[Collected data]
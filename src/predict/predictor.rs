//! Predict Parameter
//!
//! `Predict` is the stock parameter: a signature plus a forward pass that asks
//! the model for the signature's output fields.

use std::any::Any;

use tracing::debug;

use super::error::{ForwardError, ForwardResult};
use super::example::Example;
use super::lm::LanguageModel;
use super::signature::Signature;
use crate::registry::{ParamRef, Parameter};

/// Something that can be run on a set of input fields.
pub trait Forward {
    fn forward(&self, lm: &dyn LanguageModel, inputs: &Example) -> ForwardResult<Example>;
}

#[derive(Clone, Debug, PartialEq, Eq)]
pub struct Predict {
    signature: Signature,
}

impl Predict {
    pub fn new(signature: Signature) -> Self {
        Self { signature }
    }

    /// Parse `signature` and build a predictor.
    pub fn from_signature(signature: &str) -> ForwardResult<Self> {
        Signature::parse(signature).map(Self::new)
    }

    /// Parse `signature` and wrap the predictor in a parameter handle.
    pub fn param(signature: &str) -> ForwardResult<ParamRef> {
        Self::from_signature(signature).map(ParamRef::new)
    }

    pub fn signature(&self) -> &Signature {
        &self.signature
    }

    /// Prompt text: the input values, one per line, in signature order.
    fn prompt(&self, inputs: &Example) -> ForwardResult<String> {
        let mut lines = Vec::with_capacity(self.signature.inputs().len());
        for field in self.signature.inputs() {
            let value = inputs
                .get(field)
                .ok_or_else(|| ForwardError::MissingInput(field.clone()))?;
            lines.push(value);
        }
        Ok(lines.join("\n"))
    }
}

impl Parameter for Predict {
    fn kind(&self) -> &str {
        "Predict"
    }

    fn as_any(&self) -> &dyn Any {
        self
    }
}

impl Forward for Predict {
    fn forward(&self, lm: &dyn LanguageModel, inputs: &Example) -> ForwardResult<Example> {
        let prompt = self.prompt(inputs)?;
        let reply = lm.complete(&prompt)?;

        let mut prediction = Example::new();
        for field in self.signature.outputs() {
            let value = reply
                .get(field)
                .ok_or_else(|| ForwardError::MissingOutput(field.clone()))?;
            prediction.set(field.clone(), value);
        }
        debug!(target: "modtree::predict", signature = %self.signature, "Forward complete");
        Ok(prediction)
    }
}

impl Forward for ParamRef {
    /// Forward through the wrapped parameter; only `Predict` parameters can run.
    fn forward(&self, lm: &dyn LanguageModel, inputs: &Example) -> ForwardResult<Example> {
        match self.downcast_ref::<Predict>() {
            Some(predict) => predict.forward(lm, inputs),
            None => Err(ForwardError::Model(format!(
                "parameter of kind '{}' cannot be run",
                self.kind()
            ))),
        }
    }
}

* * *

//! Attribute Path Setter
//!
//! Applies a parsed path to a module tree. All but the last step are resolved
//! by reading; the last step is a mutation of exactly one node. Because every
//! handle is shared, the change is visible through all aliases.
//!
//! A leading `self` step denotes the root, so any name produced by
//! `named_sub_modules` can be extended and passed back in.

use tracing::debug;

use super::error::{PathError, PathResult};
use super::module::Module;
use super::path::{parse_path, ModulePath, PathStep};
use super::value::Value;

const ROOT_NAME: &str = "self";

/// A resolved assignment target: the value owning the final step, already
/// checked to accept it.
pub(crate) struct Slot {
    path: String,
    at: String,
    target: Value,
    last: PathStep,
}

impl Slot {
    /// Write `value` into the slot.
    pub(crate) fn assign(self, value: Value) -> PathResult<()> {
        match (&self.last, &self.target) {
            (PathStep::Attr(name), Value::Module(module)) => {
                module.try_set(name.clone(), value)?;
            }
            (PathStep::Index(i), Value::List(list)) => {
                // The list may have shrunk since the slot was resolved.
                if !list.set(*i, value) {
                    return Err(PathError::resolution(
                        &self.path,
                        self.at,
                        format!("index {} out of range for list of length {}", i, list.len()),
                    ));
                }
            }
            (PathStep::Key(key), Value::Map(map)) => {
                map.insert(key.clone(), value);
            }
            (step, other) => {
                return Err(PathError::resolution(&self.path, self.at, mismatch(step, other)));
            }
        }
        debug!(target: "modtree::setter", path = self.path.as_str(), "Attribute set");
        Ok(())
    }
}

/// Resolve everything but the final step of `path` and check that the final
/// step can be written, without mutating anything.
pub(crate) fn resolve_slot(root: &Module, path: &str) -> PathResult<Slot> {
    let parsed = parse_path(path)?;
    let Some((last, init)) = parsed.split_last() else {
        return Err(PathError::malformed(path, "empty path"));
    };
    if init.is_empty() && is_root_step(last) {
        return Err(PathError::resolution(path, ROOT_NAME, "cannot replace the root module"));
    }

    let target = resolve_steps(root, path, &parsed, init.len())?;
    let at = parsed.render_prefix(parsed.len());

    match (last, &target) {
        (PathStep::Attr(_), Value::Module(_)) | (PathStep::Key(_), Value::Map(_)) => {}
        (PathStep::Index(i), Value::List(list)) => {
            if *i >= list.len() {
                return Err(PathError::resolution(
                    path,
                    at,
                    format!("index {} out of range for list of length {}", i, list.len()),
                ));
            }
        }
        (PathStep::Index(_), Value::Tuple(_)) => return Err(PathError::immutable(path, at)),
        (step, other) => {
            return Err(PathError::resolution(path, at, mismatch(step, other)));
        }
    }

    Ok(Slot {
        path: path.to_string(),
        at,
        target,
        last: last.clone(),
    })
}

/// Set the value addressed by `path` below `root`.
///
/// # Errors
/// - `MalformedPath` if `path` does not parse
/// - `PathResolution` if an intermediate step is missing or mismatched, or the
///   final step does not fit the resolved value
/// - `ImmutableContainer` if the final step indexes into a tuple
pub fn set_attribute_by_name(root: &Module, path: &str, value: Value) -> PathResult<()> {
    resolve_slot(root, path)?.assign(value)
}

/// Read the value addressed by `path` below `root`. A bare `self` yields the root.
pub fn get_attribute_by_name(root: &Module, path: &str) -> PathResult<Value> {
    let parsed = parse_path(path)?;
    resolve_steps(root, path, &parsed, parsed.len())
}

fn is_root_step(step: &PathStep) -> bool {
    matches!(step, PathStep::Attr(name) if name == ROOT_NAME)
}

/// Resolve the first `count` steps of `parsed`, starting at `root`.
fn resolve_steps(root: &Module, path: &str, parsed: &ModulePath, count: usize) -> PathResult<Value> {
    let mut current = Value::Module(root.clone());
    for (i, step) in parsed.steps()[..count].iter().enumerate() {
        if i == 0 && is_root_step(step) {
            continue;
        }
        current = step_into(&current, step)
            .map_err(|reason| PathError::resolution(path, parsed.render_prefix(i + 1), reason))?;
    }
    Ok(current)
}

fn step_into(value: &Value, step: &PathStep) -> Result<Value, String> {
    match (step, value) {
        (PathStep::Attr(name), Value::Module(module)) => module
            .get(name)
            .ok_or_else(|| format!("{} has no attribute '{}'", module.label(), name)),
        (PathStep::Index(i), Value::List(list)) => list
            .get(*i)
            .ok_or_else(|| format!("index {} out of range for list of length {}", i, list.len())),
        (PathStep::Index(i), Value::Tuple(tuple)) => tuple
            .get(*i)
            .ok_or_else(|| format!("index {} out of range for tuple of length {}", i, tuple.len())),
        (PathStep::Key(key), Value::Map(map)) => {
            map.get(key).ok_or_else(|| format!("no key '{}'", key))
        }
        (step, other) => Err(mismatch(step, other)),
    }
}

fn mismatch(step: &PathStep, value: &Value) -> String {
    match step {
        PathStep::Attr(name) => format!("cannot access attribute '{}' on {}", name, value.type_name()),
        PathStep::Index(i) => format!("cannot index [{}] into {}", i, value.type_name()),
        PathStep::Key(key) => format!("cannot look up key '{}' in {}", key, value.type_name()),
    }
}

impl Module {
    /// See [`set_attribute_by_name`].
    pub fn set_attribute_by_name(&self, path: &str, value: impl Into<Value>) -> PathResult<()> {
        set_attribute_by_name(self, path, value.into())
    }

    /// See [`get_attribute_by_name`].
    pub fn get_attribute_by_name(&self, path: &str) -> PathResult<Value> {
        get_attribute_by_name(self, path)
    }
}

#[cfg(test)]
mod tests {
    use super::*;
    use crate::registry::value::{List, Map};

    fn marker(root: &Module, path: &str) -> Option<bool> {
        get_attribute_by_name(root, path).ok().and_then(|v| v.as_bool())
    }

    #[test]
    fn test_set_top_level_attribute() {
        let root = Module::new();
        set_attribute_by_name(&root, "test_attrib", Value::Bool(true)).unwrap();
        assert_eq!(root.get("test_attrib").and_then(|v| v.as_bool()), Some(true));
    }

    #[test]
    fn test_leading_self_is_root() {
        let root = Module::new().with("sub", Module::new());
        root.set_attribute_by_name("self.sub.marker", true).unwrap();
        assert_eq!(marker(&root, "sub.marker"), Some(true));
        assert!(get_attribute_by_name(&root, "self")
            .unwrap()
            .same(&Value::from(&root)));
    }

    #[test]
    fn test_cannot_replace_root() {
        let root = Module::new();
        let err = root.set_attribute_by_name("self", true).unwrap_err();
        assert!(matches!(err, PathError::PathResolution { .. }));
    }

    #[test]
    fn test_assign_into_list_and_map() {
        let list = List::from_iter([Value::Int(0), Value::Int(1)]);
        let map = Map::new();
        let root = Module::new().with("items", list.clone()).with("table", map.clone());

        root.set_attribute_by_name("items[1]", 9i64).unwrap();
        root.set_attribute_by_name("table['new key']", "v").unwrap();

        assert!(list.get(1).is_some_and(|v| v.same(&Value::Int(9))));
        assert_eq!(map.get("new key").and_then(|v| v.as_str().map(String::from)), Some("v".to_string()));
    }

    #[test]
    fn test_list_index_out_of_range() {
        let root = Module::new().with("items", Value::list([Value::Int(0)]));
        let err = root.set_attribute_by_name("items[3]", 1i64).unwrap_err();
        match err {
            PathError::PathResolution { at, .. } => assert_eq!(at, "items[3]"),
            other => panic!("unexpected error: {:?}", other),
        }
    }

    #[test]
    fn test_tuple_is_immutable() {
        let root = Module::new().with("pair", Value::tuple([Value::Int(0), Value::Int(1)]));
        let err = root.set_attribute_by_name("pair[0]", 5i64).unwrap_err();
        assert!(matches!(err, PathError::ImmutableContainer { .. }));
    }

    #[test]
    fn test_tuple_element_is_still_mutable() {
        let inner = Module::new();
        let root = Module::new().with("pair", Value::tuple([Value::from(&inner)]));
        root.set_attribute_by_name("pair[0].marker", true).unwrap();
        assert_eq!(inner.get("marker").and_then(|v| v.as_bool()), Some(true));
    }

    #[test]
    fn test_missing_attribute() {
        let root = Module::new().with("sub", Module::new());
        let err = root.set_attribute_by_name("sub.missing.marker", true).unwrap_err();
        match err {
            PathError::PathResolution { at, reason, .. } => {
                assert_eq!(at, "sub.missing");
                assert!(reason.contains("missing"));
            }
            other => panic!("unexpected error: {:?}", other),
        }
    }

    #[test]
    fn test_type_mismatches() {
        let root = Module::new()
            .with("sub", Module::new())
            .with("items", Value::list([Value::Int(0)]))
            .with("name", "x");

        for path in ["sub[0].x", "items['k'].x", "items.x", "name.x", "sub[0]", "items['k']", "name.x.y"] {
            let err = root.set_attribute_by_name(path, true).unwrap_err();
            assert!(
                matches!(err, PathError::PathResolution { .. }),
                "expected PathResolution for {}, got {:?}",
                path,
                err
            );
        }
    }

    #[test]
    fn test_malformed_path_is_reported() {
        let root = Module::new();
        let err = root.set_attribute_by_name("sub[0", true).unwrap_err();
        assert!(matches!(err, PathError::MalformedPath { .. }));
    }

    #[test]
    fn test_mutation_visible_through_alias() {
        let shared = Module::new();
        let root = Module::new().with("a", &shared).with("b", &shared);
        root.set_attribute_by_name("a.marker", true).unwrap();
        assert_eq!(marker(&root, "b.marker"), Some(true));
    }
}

### Exercise goal
Tally the lines in the entries above that hold the string "kind" and state the tally alone.

### Task solution
3